DATASET ENTRIES START
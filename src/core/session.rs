//! Intraday trading-session windowing
//!
//! Intraday chart feeds return a lookback window that usually spans more
//! than one exchange day (pre/post market noise, a fresh session that only
//! has a handful of bars, UTC vs exchange-time boundaries). [`SessionWindow`]
//! picks the single most recent session that is complete enough to chart.

use anyhow::Result;
use chrono::{DateTime, NaiveDate, NaiveDateTime, TimeDelta, TimeZone, Utc};
use chrono_tz::Tz;
use serde::{Deserialize, Serialize};
use std::collections::BTreeMap;
use std::fmt::Display;
use std::str::FromStr;
use tracing::debug;

/// Exchange timezone used to bucket samples into trading days.
pub const REFERENCE_TIMEZONE: Tz = chrono_tz::America::New_York;

/// Minimum sample count for a one-minute-bar day to count as a session.
pub const ONE_MINUTE_SESSION_FLOOR: usize = 50;

/// Minutes in a regular NYSE/Nasdaq session (09:30-16:00).
const REGULAR_SESSION_MINUTES: usize = 390;

#[derive(Debug, Clone, Copy, PartialEq, Eq, Hash, Serialize, Deserialize)]
pub enum BarInterval {
    #[serde(rename = "1m")]
    OneMinute,
    #[serde(rename = "2m")]
    TwoMinutes,
    #[serde(rename = "5m")]
    FiveMinutes,
    #[serde(rename = "15m")]
    FifteenMinutes,
    #[serde(rename = "30m")]
    ThirtyMinutes,
    #[serde(rename = "60m")]
    SixtyMinutes,
}

impl BarInterval {
    pub fn minutes(&self) -> usize {
        match self {
            BarInterval::OneMinute => 1,
            BarInterval::TwoMinutes => 2,
            BarInterval::FiveMinutes => 5,
            BarInterval::FifteenMinutes => 15,
            BarInterval::ThirtyMinutes => 30,
            BarInterval::SixtyMinutes => 60,
        }
    }

    /// Bars in a full regular session.
    pub fn expected_bars(&self) -> usize {
        REGULAR_SESSION_MINUTES / self.minutes()
    }

    /// Session floor scaled to the bar size; one-minute bars give
    /// [`ONE_MINUTE_SESSION_FLOOR`].
    pub fn session_floor(&self) -> usize {
        let scaled = self.expected_bars() * ONE_MINUTE_SESSION_FLOOR / REGULAR_SESSION_MINUTES;
        scaled.max(1)
    }
}

impl Display for BarInterval {
    fn fmt(&self, f: &mut std::fmt::Formatter<'_>) -> std::fmt::Result {
        write!(f, "{}m", self.minutes())
    }
}

impl FromStr for BarInterval {
    type Err = anyhow::Error;

    fn from_str(s: &str) -> Result<Self, Self::Err> {
        match s.to_lowercase().as_str() {
            "1m" => Ok(BarInterval::OneMinute),
            "2m" => Ok(BarInterval::TwoMinutes),
            "5m" => Ok(BarInterval::FiveMinutes),
            "15m" => Ok(BarInterval::FifteenMinutes),
            "30m" => Ok(BarInterval::ThirtyMinutes),
            "60m" | "1h" => Ok(BarInterval::SixtyMinutes),
            _ => Err(anyhow::anyhow!("Invalid bar interval: {}", s)),
        }
    }
}

#[derive(Debug, Clone, Copy, PartialEq, Serialize, Deserialize)]
pub struct PricePoint {
    pub timestamp: DateTime<Utc>,
    pub price: Option<f64>,
}

/// Raw intraday series as delivered by a chart provider.
#[derive(Debug, Clone, Default, PartialEq, Serialize, Deserialize)]
pub struct ChartSeries {
    pub points: Vec<PricePoint>,
    pub previous_close: Option<f64>,
    pub currency: Option<String>,
    pub short_name: Option<String>,
}

impl ChartSeries {
    pub fn new(points: Vec<PricePoint>, previous_close: Option<f64>) -> Self {
        Self {
            points,
            previous_close,
            ..Default::default()
        }
    }

    /// Builds a series from parallel `dates`/`prices` arrays where dates are
    /// exchange-local strings. Entries whose date cannot be parsed are
    /// skipped; extra entries on either side are ignored.
    pub fn from_parallel(
        dates: &[String],
        prices: &[Option<f64>],
        previous_close: Option<f64>,
        timezone: Tz,
    ) -> Self {
        let points = dates
            .iter()
            .zip(prices)
            .filter_map(|(date, price)| match parse_local_timestamp(date, timezone) {
                Some(timestamp) => Some(PricePoint {
                    timestamp,
                    price: *price,
                }),
                None => {
                    debug!("Skipping unparseable chart timestamp: {}", date);
                    None
                }
            })
            .collect();
        Self::new(points, previous_close)
    }
}

/// Parses RFC 3339 timestamps, or naive `YYYY-MM-DD HH:MM[:SS]` timestamps
/// interpreted in `timezone`. Ambiguous fall-back times resolve to the earlier
/// instant; times skipped by a spring-forward gap keep the pre-gap offset.
pub fn parse_local_timestamp(s: &str, timezone: Tz) -> Option<DateTime<Utc>> {
    let s = s.trim();
    if let Ok(dt) = DateTime::parse_from_rfc3339(s) {
        return Some(dt.with_timezone(&Utc));
    }

    const NAIVE_FORMATS: [&str; 4] = [
        "%Y-%m-%d %H:%M:%S",
        "%Y-%m-%dT%H:%M:%S",
        "%Y-%m-%d %H:%M",
        "%Y-%m-%dT%H:%M",
    ];
    NAIVE_FORMATS
        .iter()
        .find_map(|fmt| NaiveDateTime::parse_from_str(s, fmt).ok())
        .and_then(|naive| resolve_local(naive, timezone))
        .map(|dt| dt.with_timezone(&Utc))
}
use super::list::{self, Column, ColumnFormat, ListOptions};
use super::ui;
use crate::core::i18n::Language;
use crate::core::market::{AUM_KEY, LeverageStats, MarketStats};
use crate::core::source::{Dataset, RecordQuery, RecordSource};
use crate::core::table::{SortContext, SortDirection, SortState};
use crate::core::view::FetchTrigger;
use anyhow::Result;
use comfy_table::{Cell, CellAlignment};
use tracing::warn;

pub const COLUMNS: [Column; 9] = [
    Column::new("ticker", "column.ticker", ColumnFormat::Text),
    Column::new("issuer", "column.issuer", ColumnFormat::Text),
    Column::new("assetClass", "column.asset_class", ColumnFormat::Text),
    Column::new("aum", "column.aum", ColumnFormat::Compact),
    Column::new("expenseRatio", "column.expense_ratio", ColumnFormat::Percent),
    Column::new("etfLeverage", "column.leverage", ColumnFormat::Text),
    Column::new("price", "column.price", ColumnFormat::Number(2)),
    Column::new("ch1m", "column.ch1m", ColumnFormat::Change),
    Column::new("ch1y", "column.ch1y", ColumnFormat::Change),
];

fn count_cell(count: usize) -> Cell {
    Cell::new(count).set_alignment(CellAlignment::Right)
}

fn aum_cell(aum: f64) -> Cell {
    Cell::new(ui::format_compact(aum)).set_alignment(CellAlignment::Right)
}

pub fn render_market_stats(stats: &MarketStats, language: Language) -> String {
    let mut table = ui::new_styled_table();
    table.set_header(vec![
        ui::header_cell(&language.label("column.asset_class")),
        ui::header_cell(&language.label("column.count")),
        ui::header_cell(&language.label("column.aum")),
    ]);

    for (class, bucket) in stats.ranked() {
        table.add_row(vec![
            Cell::new(class),
            count_cell(bucket.count),
            aum_cell(bucket.aum),
        ]);
    }
    table.add_row(vec![
        Cell::new(ui::style_text(&language.label("stats.total"), ui::StyleType::Label)),
        count_cell(stats.total.count),
        aum_cell(stats.total.aum),
    ]);

    format!(
        "{}\n\n{}",
        ui::style_text(&language.label("title.market_stats"), ui::StyleType::Title),
        table
    )
}

pub fn render_leverage_stats(stats: &LeverageStats, language: Language) -> String {
    let title = ui::style_text(&language.label("title.leverage_stats"), ui::StyleType::Title);
    if stats.by_factor.is_empty() {
        return format!("{title}\n\n{}", ui::style_text(&language.no_data(), ui::StyleType::Subtle));
    }

    let mut table = ui::new_styled_table();
    table.set_header(vec![
        ui::header_cell(&language.label("column.factor")),
        ui::header_cell(&language.label("column.count")),
        ui::header_cell(&language.label("column.aum")),
    ]);

    let mut factors: Vec<_> = stats.by_factor.iter().collect();
    factors.sort_by(|a, b| b.1.aum.total_cmp(&a.1.aum));
    for (factor, bucket) in factors {
        table.add_row(vec![
            Cell::new(factor),
            count_cell(bucket.count),
            aum_cell(bucket.aum),
        ]);
    }
    for (label, bucket) in [("stats.long", &stats.long), ("stats.inverse", &stats.inverse)] {
        table.add_row(vec![
            Cell::new(ui::style_text(&language.label(label), ui::StyleType::Label)),
            count_cell(bucket.count),
            aum_cell(bucket.aum),
        ]);
    }

    format!("{title}\n\n{table}")
}

/// ETF screener page with market and leverage overviews. The listing and the
/// leveraged dataset are fetched concurrently.
pub async fn run(
    source: &dyn RecordSource,
    options: &ListOptions,
    page_size: usize,
    language: Language,
) -> Result<()> {
    let mut view = list::new_view(
        "etfs",
        SortState::new(AUM_KEY, SortDirection::Descending),
        SortContext::General,
        page_size,
        options,
    );

    let leveraged_query = RecordQuery::new(Dataset::LeveragedEtfs);
    let (_, leveraged) = futures::join!(
        list::load_view(
            &mut view,
            source,
            RecordQuery::new(Dataset::Etfs),
            FetchTrigger::Mount,
            language,
            |_| {},
        ),
        source.fetch_records(&leveraged_query)
    );

    list::apply_sort_options(&mut view, options);
    view.go_to_page(options.page);

    let market = MarketStats::from_records(view.records());
    let leverage = match leveraged {
        Ok(records) => LeverageStats::from_records(&records),
        Err(e) => {
            warn!(error = %e, "Leveraged ETF fetch failed");
            LeverageStats::default()
        }
    };

    println!(
        "{}",
        list::render(&view, &language.label("title.etf"), &COLUMNS, language)
    );
    ui::print_separator();
    println!("{}", render_market_stats(&market, language));
    ui::print_separator();
    println!("{}", render_leverage_stats(&leverage, language));
    Ok(())
}
// Copyright (c) 2026 Bountyy Oy. All rights reserved.
// This software is proprietary and confidential.

//! In-memory log store
//!
//! Accumulates [`LogRecord`](crate::network::LogRecord)s from any number of
//! producers, hands out consistent snapshots and tells observers when the
//! contents change.

mod config;
mod log_store;
mod observer;
mod snapshot;

pub use config::{LogStoreConfig, DEFAULT_CHANNEL_CAPACITY};
pub use log_store::{LogStore, WeakLogStore};
pub use observer::{ChangeCallback, Observer, StoreEvent};
pub use snapshot::Snapshot;
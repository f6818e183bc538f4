// Copyright (c) 2026 Bountyy Oy. All rights reserved.
// This software is proprietary and confidential.

//! HTTP response type

use bytes::Bytes;
use reqwest::header::HeaderMap;
use reqwest::StatusCode;
use serde::de::DeserializeOwned;
use url::Url;

use crate::error::{Error, Result};

/// Fully buffered HTTP response
#[derive(Debug, Clone)]
pub struct Response {
    /// Response status code
    pub status: StatusCode,
    /// Response headers
    pub headers: HeaderMap,
    /// Response body
    pub body: Bytes,
    /// Final URL (after redirects)
    pub url: Url,
    /// Whether this was a redirect
    pub redirected: bool,
    /// Response time in milliseconds
    pub response_time_ms: u64,
}

impl Response {
    /// Create a new response
    pub fn new(
        status: StatusCode,
        headers: HeaderMap,
        body: Bytes,
        url: Url,
        redirected: bool,
        response_time_ms: u64,
    ) -> Self {
        Self {
            status,
            headers,
            body,
            url,
            redirected,
            response_time_ms,
        }
    }

    /// Check if status is success (2xx)
    pub fn is_success(&self) -> bool {
        self.status.is_success()
    }

    /// Get status code as u16
    pub fn status_code(&self) -> u16 {
        self.status.as_u16()
    }

    /// Get body as text
    pub fn text(&self) -> Result<String> {
        String::from_utf8(self.body.to_vec()).map_err(|e| Error::Other(e.to_string()))
    }

    /// Parse body as JSON
    pub fn json<T: DeserializeOwned>(&self) -> Result<T> {
        serde_json::from_slice(&self.body).map_err(Error::from)
    }

    /// Get a header value
    pub fn header(&self, name: &str) -> Option<&str> {
        self.headers.get(name).and_then(|v| v.to_str().ok())
    }

    /// Get content type
    pub fn content_type(&self) -> Option<&str> {
        self.header("content-type")
    }

    /// Get body length
    pub fn body_len(&self) -> usize {
        self.body.len()
    }
}

#[cfg(test)]
mod tests {
    use super::*;

    fn response(body: &'static str) -> Response {
        Response::new(
            StatusCode::OK,
            HeaderMap::new(),
            Bytes::from(body),
            Url::parse("https://example.com").unwrap(),
            false,
            100,
        )
    }

    #[test]
    fn test_response_status() {
        let resp = response("");
        assert!(resp.is_success());
        assert_eq!(resp.status_code(), 200);
    }

    #[test]
    fn test_response_text() {
        let resp = response("Hello, World!");
        assert_eq!(resp.text().unwrap(), "Hello, World!");
        assert_eq!(resp.body_len(), 13);
    }

    #[test]
    fn test_response_json() {
        let resp = response(r#"{"ok":true}"#);
        let value: serde_json::Value = resp.json().unwrap();
        assert_eq!(value["ok"], true);
    }
}
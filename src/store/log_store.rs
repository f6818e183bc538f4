// Copyright (c) 2026 Bountyy Oy. All rights reserved.
// This software is proprietary and confidential.

//! Serialized, observable log store
//!
//! All mutation happens on one dedicated worker thread that owns the record
//! list and applies commands strictly in submission order:
//!
//! ```text
//! append / clear ──┐                        ┌─▶ broadcast::Sender<StoreEvent>
//!                  ├─▶ mpsc ─▶ worker thread ┤
//! snapshot ────────┘    (FIFO)   Vec<Record> └─▶ callback observers
//! ```
//!
//! `append` and `clear` only enqueue. `snapshot` enqueues a read and waits for
//! the reply, so it sees every mutation submitted before it.

use std::cell::RefCell;
use std::sync::atomic::{AtomicU64, Ordering};
use std::sync::{Arc, Weak};
use std::thread::{self, JoinHandle, ThreadId};

use parking_lot::Mutex;
use tokio::sync::{broadcast, mpsc, oneshot};

use super::config::LogStoreConfig;
use super::observer::{ObserverRegistry, Observer, StoreEvent};
use super::snapshot::Snapshot;
use crate::error::Result;
use crate::network::LogRecord;

thread_local! {
    /// State being announced to callback observers on this worker thread
    static NOTIFYING: RefCell<Option<Snapshot>> = RefCell::new(None);
}

enum Command {
    Append(LogRecord),
    Clear,
    Snapshot(Reply),
}

enum Reply {
    Blocking(std::sync::mpsc::SyncSender<Snapshot>),
    Async(oneshot::Sender<Snapshot>),
}

impl Reply {
    fn send(self, snapshot: Snapshot) {
        // The caller may have given up waiting; nothing to do then.
        let _ = match self {
            Reply::Blocking(tx) => tx.send(snapshot).map_err(|_| ()),
            Reply::Async(tx) => tx.send(snapshot).map_err(|_| ()),
        };
    }
}

struct Shared {
    /// Taken on drop so the worker drains and exits
    commands: Option<mpsc::UnboundedSender<Command>>,
    events: broadcast::Sender<StoreEvent>,
    observers: Arc<ObserverRegistry>,
    worker: Mutex<Option<JoinHandle<()>>>,
    worker_id: ThreadId,
    next_record_id: AtomicU64,
    config: LogStoreConfig,
}

impl Shared {
    fn submit(&self, command: Command) -> bool {
        match self.commands {
            Some(ref tx) => tx.send(command).is_ok(),
            None => false,
        }
    }
}

impl Drop for Shared {
    fn drop(&mut self) {
        self.commands.take();

        // Joining from the worker itself (last handle dropped inside a
        // callback) would never return.
        if thread::current().id() == self.worker_id {
            return;
        }
        if let Some(handle) = self.worker.lock().take() {
            if handle.join().is_err() {
                tracing::error!("Log store worker panicked");
            }
        }
    }
}

/// Thread-safe, append-only log of recorded exchanges.
///
/// Handles are cheap to clone and all refer to the same store. The worker
/// thread stops once the last handle is dropped, after applying everything
/// that was already submitted.
///
/// # Example
///
/// ```rust,no_run
/// use loggie::{LogRecord, LogStore, LogStoreConfig, RequestInfo};
///
/// let store = LogStore::new(LogStoreConfig::default())?;
/// let _observer = store.observe(|event| println!("changed: {:?}", event));
///
/// store.append(LogRecord::new(1, RequestInfo::new("GET", "https://example.com/")));
/// assert_eq!(store.snapshot().len(), 1);
/// # Ok::<(), loggie::Error>(())
/// ```
#[derive(Clone)]
pub struct LogStore {
    shared: Arc<Shared>,
}

/// Non-owning store handle for producers.
///
/// Submissions through a weak handle are silently dropped once every
/// [`LogStore`] handle is gone.
#[derive(Clone)]
pub struct WeakLogStore {
    shared: Weak<Shared>,
}

impl LogStore {
    /// Create a store and start its worker thread
    pub fn new(config: LogStoreConfig) -> Result<Self> {
        let (commands, receiver) = mpsc::unbounded_channel();
        // The builder clamps this, a struct literal does not
        let (events, _) = broadcast::channel(config.channel_capacity.max(1));
        let observers = Arc::new(ObserverRegistry::default());

        let worker = Worker {
            receiver,
            records: Arc::new(Vec::new()),
            events: events.clone(),
            observers: observers.clone(),
            config: config.clone(),
        };

        let handle = thread::Builder::new()
            .name("loggie-store".to_string())
            .spawn(move || worker.run())?;

        Ok(Self {
            shared: Arc::new(Shared {
                commands: Some(commands),
                events,
                observers,
                worker_id: handle.thread().id(),
                worker: Mutex::new(Some(handle)),
                next_record_id: AtomicU64::new(1),
                config,
            }),
        })
    }

    /// Create a store with default configuration
    pub fn with_defaults() -> Result<Self> {
        Self::new(LogStoreConfig::default())
    }

    /// Submit a record. Returns immediately; the record is applied on the
    /// worker in submission order and observers are notified afterwards.
    pub fn append(&self, record: LogRecord) {
        if !self.shared.submit(Command::Append(record)) {
            tracing::warn!("Log store worker stopped, record dropped");
        }
    }

    /// Submit a clear. Ordered after everything submitted before it.
    pub fn clear(&self) {
        if !self.shared.submit(Command::Clear) {
            tracing::warn!("Log store worker stopped, clear ignored");
        }
    }

    /// Current records, including every mutation submitted before this call.
    ///
    /// Blocks until the worker reaches this request. Async callers should
    /// prefer [`snapshot_async`](Self::snapshot_async).
    ///
    /// Called from an [`observe`](Self::observe) callback, this returns the
    /// state being announced without waiting, so submissions made earlier in
    /// the same callback are not yet included.
    pub fn snapshot(&self) -> Snapshot {
        if self.on_worker() {
            return NOTIFYING.with(|n| n.borrow().clone()).unwrap_or_default();
        }

        let (tx, rx) = std::sync::mpsc::sync_channel(1);
        if !self.shared.submit(Command::Snapshot(Reply::Blocking(tx))) {
            tracing::warn!("Log store worker stopped, returning empty snapshot");
            return Snapshot::default();
        }
        rx.recv().unwrap_or_default()
    }

    /// Async variant of [`snapshot`](Self::snapshot) with the same ordering guarantee
    pub async fn snapshot_async(&self) -> Snapshot {
        if self.on_worker() {
            return NOTIFYING.with(|n| n.borrow().clone()).unwrap_or_default();
        }

        let (tx, rx) = oneshot::channel();
        if !self.shared.submit(Command::Snapshot(Reply::Async(tx))) {
            tracing::warn!("Log store worker stopped, returning empty snapshot");
            return Snapshot::default();
        }
        rx.await.unwrap_or_default()
    }

    /// Number of records after all pending submissions
    pub fn len(&self) -> usize {
        self.snapshot().len()
    }

    /// Check if the store is empty after all pending submissions
    pub fn is_empty(&self) -> bool {
        self.snapshot().is_empty()
    }

    /// Subscribe to change notifications. Drop the receiver to unsubscribe.
    pub fn subscribe(&self) -> broadcast::Receiver<StoreEvent> {
        self.shared.events.subscribe()
    }

    /// Register a callback run on the worker after each applied change.
    ///
    /// The callback may call [`snapshot`](Self::snapshot) on this store; it
    /// then sees the state being announced. Anything the callback itself
    /// appends or clears is applied after it returns, so such a snapshot
    /// does not include it. Waiting for it instead would deadlock the worker.
    ///
    /// Capture a [`WeakLogStore`] rather than a `LogStore` to avoid keeping
    /// the store alive forever.
    pub fn observe<F>(&self, callback: F) -> Observer
    where
        F: Fn(&StoreEvent) + Send + Sync + 'static,
    {
        self.shared.observers.register(Arc::new(callback))
    }

    /// Allocate a record id, unique across every producer of this store.
    /// Ids start at 1.
    pub fn next_record_id(&self) -> u64 {
        self.shared.next_record_id.fetch_add(1, Ordering::Relaxed)
    }

    /// Number of registered callback observers
    pub fn observer_count(&self) -> usize {
        self.shared.observers.len()
    }

    /// Store configuration
    pub fn config(&self) -> &LogStoreConfig {
        &self.shared.config
    }

    /// Create a non-owning handle
    pub fn downgrade(&self) -> WeakLogStore {
        WeakLogStore {
            shared: Arc::downgrade(&self.shared),
        }
    }

    fn on_worker(&self) -> bool {
        thread::current().id() == self.shared.worker_id
    }
}

impl std::fmt::Debug for LogStore {
    fn fmt(&self, f: &mut std::fmt::Formatter<'_>) -> std::fmt::Result {
        f.debug_struct("LogStore")
            .field("config", &self.shared.config)
            .field("observers", &self.shared.observers.len())
            .finish()
    }
}

impl WeakLogStore {
    /// Upgrade to an owning handle if the store is still alive
    pub fn upgrade(&self) -> Option<LogStore> {
        self.shared.upgrade().map(|shared| LogStore { shared })
    }

    /// Append if the store is still alive, otherwise do nothing
    pub fn append(&self, record: LogRecord) {
        match self.upgrade() {
            Some(store) => store.append(record),
            None => tracing::trace!(id = record.id, "Log store gone, record discarded"),
        }
    }

    /// Clear if the store is still alive, otherwise do nothing
    pub fn clear(&self) {
        if let Some(store) = self.upgrade() {
            store.clear();
        }
    }

    /// Allocate a record id if the store is still alive
    pub fn next_record_id(&self) -> Option<u64> {
        self.upgrade().map(|store| store.next_record_id())
    }

    /// Snapshot if the store is still alive
    pub fn snapshot(&self) -> Option<Snapshot> {
        self.upgrade().map(|store| store.snapshot())
    }
}

impl std::fmt::Debug for WeakLogStore {
    fn fmt(&self, f: &mut std::fmt::Formatter<'_>) -> std::fmt::Result {
        f.debug_struct("WeakLogStore")
            .field("alive", &(self.shared.strong_count() > 0))
            .finish()
    }
}

/// Owns the records; lives on the store thread
struct Worker {
    receiver: mpsc::UnboundedReceiver<Command>,
    records: Arc<Vec<LogRecord>>,
    events: broadcast::Sender<StoreEvent>,
    observers: Arc<ObserverRegistry>,
    config: LogStoreConfig,
}

impl Worker {
    fn run(mut self) {
        tracing::debug!("Log store worker started");

        while let Some(command) = self.receiver.blocking_recv() {
            match command {
                Command::Append(record) => self.append(record),
                Command::Clear => self.clear(),
                Command::Snapshot(reply) => {
                    tracing::trace!(len = self.records.len(), "Snapshot");
                    reply.send(Snapshot::new(self.records.clone()));
                }
            }
        }

        tracing::debug!(len = self.records.len(), "Log store worker stopped");
    }

    fn append(&mut self, record: LogRecord) {
        let id = record.id;

        // Copies only if a snapshot still shares the current list
        let records = Arc::make_mut(&mut self.records);

        if let Some(max) = self.config.max_records {
            // The newest record is always kept
            let max = max.max(1);
            if records.len() >= max {
                let excess = records.len() + 1 - max;
                records.drain(..excess);
                tracing::debug!(evicted = excess, "Evicted oldest records");
            }
        }

        records.push(record);
        let len = records.len();

        tracing::debug!(id, len, "Record appended");
        self.notify(StoreEvent::Appended { id, len });
    }

    fn clear(&mut self) {
        let cleared = self.records.len();
        self.records = Arc::new(Vec::new());

        tracing::debug!(cleared, "Log store cleared");
        if self.config.notify_on_clear {
            self.notify(StoreEvent::Cleared);
        }
    }

    fn notify(&self, event: StoreEvent) {
        // No receivers is fine
        let _ = self.events.send(event);

        if self.observers.is_empty() {
            return;
        }

        NOTIFYING.with(|n| *n.borrow_mut() = Some(Snapshot::new(self.records.clone())));
        self.observers.notify(&event);
        NOTIFYING.with(|n| *n.borrow_mut() = None);
    }
}
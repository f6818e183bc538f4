// Copyright (c) 2026 Bountyy Oy. All rights reserved.
// This software is proprietary and confidential.

//! HTTP client implementation

use std::time::{Duration, Instant};

use reqwest::header::{HeaderMap, HeaderValue};
use reqwest::redirect::Policy;
use reqwest::Client;

use super::request::Request;
use super::response::Response;
use super::DEFAULT_USER_AGENT;
use crate::error::{Error, Result};

/// HTTP client configuration
#[derive(Debug, Clone)]
pub struct HttpClientConfig {
    /// User agent string
    pub user_agent: String,
    /// Default timeout
    pub timeout: Duration,
    /// Maximum redirects to follow
    pub max_redirects: usize,
    /// Accept invalid certificates (dangerous!)
    pub accept_invalid_certs: bool,
    /// Default headers
    pub default_headers: HeaderMap,
    /// Proxy URL
    pub proxy: Option<String>,
}

impl Default for HttpClientConfig {
    fn default() -> Self {
        let mut default_headers = HeaderMap::new();
        default_headers.insert("accept", HeaderValue::from_static("*/*"));

        Self {
            user_agent: DEFAULT_USER_AGENT.to_string(),
            timeout: Duration::from_secs(30),
            max_redirects: 10,
            accept_invalid_certs: false,
            default_headers,
            proxy: None,
        }
    }
}

impl HttpClientConfig {
    /// Set user agent
    pub fn user_agent(mut self, user_agent: impl Into<String>) -> Self {
        self.user_agent = user_agent.into();
        self
    }

    /// Set timeout
    pub fn timeout(mut self, timeout: Duration) -> Self {
        self.timeout = timeout;
        self
    }

    /// Set proxy
    pub fn proxy(mut self, proxy: impl Into<String>) -> Self {
        self.proxy = Some(proxy.into());
        self
    }
}

/// Thin wrapper over `reqwest` that returns fully buffered responses
#[derive(Clone)]
pub struct HttpClient {
    client: Client,
    config: HttpClientConfig,
}

impl HttpClient {
    /// Create a new HTTP client with default configuration
    pub fn new() -> Result<Self> {
        Self::with_config(HttpClientConfig::default())
    }

    /// Create a new HTTP client with custom configuration
    pub fn with_config(config: HttpClientConfig) -> Result<Self> {
        let mut builder = Client::builder()
            .user_agent(&config.user_agent)
            .timeout(config.timeout)
            .redirect(Policy::limited(config.max_redirects))
            .danger_accept_invalid_certs(config.accept_invalid_certs)
            .default_headers(config.default_headers.clone());

        if let Some(ref proxy_url) = config.proxy {
            builder = builder.proxy(
                reqwest::Proxy::all(proxy_url)
                    .map_err(|e| Error::config(format!("Invalid proxy URL: {}", e)))?,
            );
        }

        let client = builder.build()?;

        Ok(Self { client, config })
    }

    /// Execute a request
    pub async fn execute(&self, request: Request) -> Result<Response> {
        let start = Instant::now();

        let mut builder = self
            .client
            .request(request.method.clone(), request.url.clone())
            .headers(request.headers.clone());

        if let Some(body) = request.body {
            builder = builder.body(body);
        }

        if let Some(timeout) = request.timeout {
            builder = builder.timeout(timeout);
        }

        let response = builder.send().await?;

        let redirected = response.url() != &request.url;
        let final_url = response.url().clone();
        let status = response.status();
        let headers = response.headers().clone();

        let body = response.bytes().await?;
        let response_time = start.elapsed().as_millis() as u64;

        Ok(Response::new(
            status,
            headers,
            body,
            final_url,
            redirected,
            response_time,
        ))
    }

    /// Get client configuration
    pub fn config(&self) -> &HttpClientConfig {
        &self.config
    }
}

#[cfg(test)]
mod tests {
    use super::*;

    #[test]
    fn test_client_creation() {
        let client = HttpClient::new().unwrap();
        assert_eq!(client.config().user_agent, DEFAULT_USER_AGENT);
        assert_eq!(client.config().max_redirects, 10);
    }

    #[test]
    fn test_invalid_proxy() {
        let config = HttpClientConfig::default().proxy("::not a proxy::");
        assert!(matches!(HttpClient::with_config(config), Err(Error::Config(_))));
    }
}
DATASET ENTRIES END
### BRIEF
From the line holding "observers when the" to the line holding "Get content type", inclusive, restate each line above exactly as written.

### ANSWER AREA
//! producers, hands out consistent snapshots and tells observers when the
//! contents change.

mod config;
mod log_store;
mod observer;
mod snapshot;

pub use config::{LogStoreConfig, DEFAULT_CHANNEL_CAPACITY};
pub use log_store::{LogStore, WeakLogStore};
pub use observer::{ChangeCallback, Observer, StoreEvent};
pub use snapshot::Snapshot;
repository f6818e183bc538f4
// Copyright (c) 2026 Bountyy Oy. All rights reserved.
// This software is proprietary and confidential.

//! HTTP response type

use bytes::Bytes;
use reqwest::header::HeaderMap;
use reqwest::StatusCode;
use serde::de::DeserializeOwned;
use url::Url;

use crate::error::{Error, Result};

/// Fully buffered HTTP response
#[derive(Debug, Clone)]
pub struct Response {
    /// Response status code
    pub status: StatusCode,
    /// Response headers
    pub headers: HeaderMap,
    /// Response body
    pub body: Bytes,
    /// Final URL (after redirects)
    pub url: Url,
    /// Whether this was a redirect
    pub redirected: bool,
    /// Response time in milliseconds
    pub response_time_ms: u64,
}

impl Response {
    /// Create a new response
    pub fn new(
        status: StatusCode,
        headers: HeaderMap,
        body: Bytes,
        url: Url,
        redirected: bool,
        response_time_ms: u64,
    ) -> Self {
        Self {
            status,
            headers,
            body,
            url,
            redirected,
            response_time_ms,
        }
    }

    /// Check if status is success (2xx)
    pub fn is_success(&self) -> bool {
        self.status.is_success()
    }

    /// Get status code as u16
    pub fn status_code(&self) -> u16 {
        self.status.as_u16()
    }

    /// Get body as text
    pub fn text(&self) -> Result<String> {
        String::from_utf8(self.body.to_vec()).map_err(|e| Error::Other(e.to_string()))
    }

    /// Parse body as JSON
    pub fn json<T: DeserializeOwned>(&self) -> Result<T> {
        serde_json::from_slice(&self.body).map_err(Error::from)
    }

    /// Get a header value
    pub fn header(&self, name: &str) -> Option<&str> {
        self.headers.get(name).and_then(|v| v.to_str().ok())
    }

    /// Get content type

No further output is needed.